### GOAL OF THE EXERCISE
When a line of the entries contains "NotFound", please list that line.

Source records

Segment Open

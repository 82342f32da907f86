//! Job worker: polls the queue and executes due jobs.
//!
//! Each job is processed by exactly one worker invocation; multiple workers
//! may run concurrently across different jobs (the queue's pop arbitrates
//! claims). Handled outcomes complete the job; anything that escalates from
//! the delivery engine is logged and dead-lettered for an operator.

use std::time::Duration;

use herald_common::types::JOB_TYPE_WELCOME_MESSAGE;
use herald_delivery::provider::HttpDirectMessenger;
use herald_delivery::task::WelcomeMessageTask;
use herald_delivery::users::PgUserStore;

use crate::queue::{Job, RedisTaskQueue};

/// Polls the delayed-job queue and runs each due job to completion.
pub struct JobWorker {
    queue: RedisTaskQueue,
    welcome: WelcomeMessageTask<PgUserStore, HttpDirectMessenger, RedisTaskQueue>,
    poll_interval: Duration,
}

impl JobWorker {
    pub fn new(
        queue: RedisTaskQueue,
        welcome: WelcomeMessageTask<PgUserStore, HttpDirectMessenger, RedisTaskQueue>,
        poll_interval_ms: u64,
    ) -> Self {
        Self {
            queue,
            welcome,
            poll_interval: Duration::from_millis(poll_interval_ms),
        }
    }

    /// Start the polling loop. Runs indefinitely until the task is cancelled.
    pub async fn run(&self) -> anyhow::Result<()> {
        tracing::info!(
            poll_interval_ms = self.poll_interval.as_millis() as u64,
            "Job worker started"
        );

        loop {
            match self.queue.pop_due().await {
                Ok(Some(job)) => self.process(job).await,
                Ok(None) => tokio::time::sleep(self.poll_interval).await,
                Err(e) => {
                    tracing::error!(error = %e, "Failed to poll job queue");
                    tokio::time::sleep(self.poll_interval).await;
                }
            }
        }
    }

    /// Execute one job and record its outcome.
    async fn process(&self, job: Job) {
        match job.job_type.as_str() {
            JOB_TYPE_WELCOME_MESSAGE => match self.welcome.run(&job.payload).await {
                Ok(()) => {
                    tracing::info!(job_id = %job.id, username = %job.payload.username, "Job completed");
                    if let Err(e) = self.queue.complete(&job).await {
                        tracing::error!(job_id = %job.id, error = %e, "Failed to record job completion");
                    }
                }
                Err(e) => {
                    tracing::error!(
                        job_id = %job.id,
                        username = %job.payload.username,
                        error = %e,
                        "Welcome message delivery failed"
                    );
                    if let Err(e) = self.queue.fail(&job, &e.to_string()).await {
                        tracing::error!(job_id = %job.id, error = %e, "Failed to dead-letter job");
                    }
                }
            },
            other => {
                tracing::warn!(job_id = %job.id, job_type = %other, "Unknown job type, dead-lettering");
                if let Err(e) = self.queue.fail(&job, "unknown job type").await {
                    tracing::error!(job_id = %job.id, error = %e, "Failed to dead-letter job");
                }
            }
        }
    }
}
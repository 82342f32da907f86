//! Herald delivery engine.
//!
//! Executes one welcome-message job end to end:
//! 1. Resolve the user's send credentials and locale (`users`)
//! 2. Render the localized welcome text (`localize`)
//! 3. Attempt the send through the messaging provider (`provider`)
//! 4. On a structured provider failure, classify each error entry
//!    (`classifier`) and drive the matching side effect: persist a status
//!    change, schedule a delayed retry (`scheduler`), or escalate (`error`)

pub mod classifier;
pub mod error;
pub mod localize;
pub mod provider;
pub mod scheduler;
pub mod task;
pub mod users;
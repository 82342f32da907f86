//! User record store: resolves send credentials and locale, persists
//! category changes.

use async_trait::async_trait;
use sqlx::PgPool;

use herald_common::error::AppError;
use herald_common::types::{DmCredentials, UserCategory};

/// Read/write access to the user records the delivery engine needs.
///
/// Only `category` is ever written; credentials and locale are read-only.
#[async_trait]
pub trait UserStore: Send + Sync {
    /// Resolve the user's send-capable credentials.
    async fn dm_credentials(&self, user_id: &str) -> Result<DmCredentials, AppError>;

    /// Resolve the user's locale code.
    async fn locale(&self, user_id: &str) -> Result<String, AppError>;

    /// Persist a new reachability category.
    ///
    /// Idempotent set, not a guarded state transition: one provider response
    /// can carry multiple entries targeting the same category, and the last
    /// write wins.
    async fn set_category(&self, user_id: &str, category: UserCategory) -> Result<(), AppError>;
}

/// PostgreSQL-backed user store.
#[derive(Clone)]
pub struct PgUserStore {
    pool: PgPool,
}

impl PgUserStore {
    pub fn new(pool: PgPool) -> Self {
        Self { pool }
    }
}

#[async_trait]
impl UserStore for PgUserStore {
    async fn dm_credentials(&self, user_id: &str) -> Result<DmCredentials, AppError> {
        let credentials: DmCredentials =
            sqlx::query_as("SELECT access_token FROM users WHERE id = $1")
                .bind(user_id)
                .fetch_optional(&self.pool)
                .await?
                .ok_or_else(|| AppError::NotFound(format!("User {} not found", user_id)))?;

        Ok(credentials)
    }

    async fn locale(&self, user_id: &str) -> Result<String, AppError> {
        let row: (String,) = sqlx::query_as("SELECT locale FROM users WHERE id = $1")
            .bind(user_id)
            .fetch_optional(&self.pool)
            .await?
            .ok_or_else(|| AppError::NotFound(format!("User {} not found", user_id)))?;

        Ok(row.0)
    }

    async fn set_category(&self, user_id: &str, category: UserCategory) -> Result<(), AppError> {
        sqlx::query("UPDATE users SET category = $1, updated_at = now() WHERE id = $2")
            .bind(category.to_string())
            .bind(user_id)
            .execute(&self.pool)
            .await?;

        tracing::info!(user_id = %user_id, category = %category, "User category updated");
        Ok(())
    }
}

Segment Closed

### ANSWER SPACE
                .ok_or_else(|| AppError::NotFound(format!("User {} not found", user_id)))?;
            .ok_or_else(|| AppError::NotFound(format!("User {} not found", user_id)))?;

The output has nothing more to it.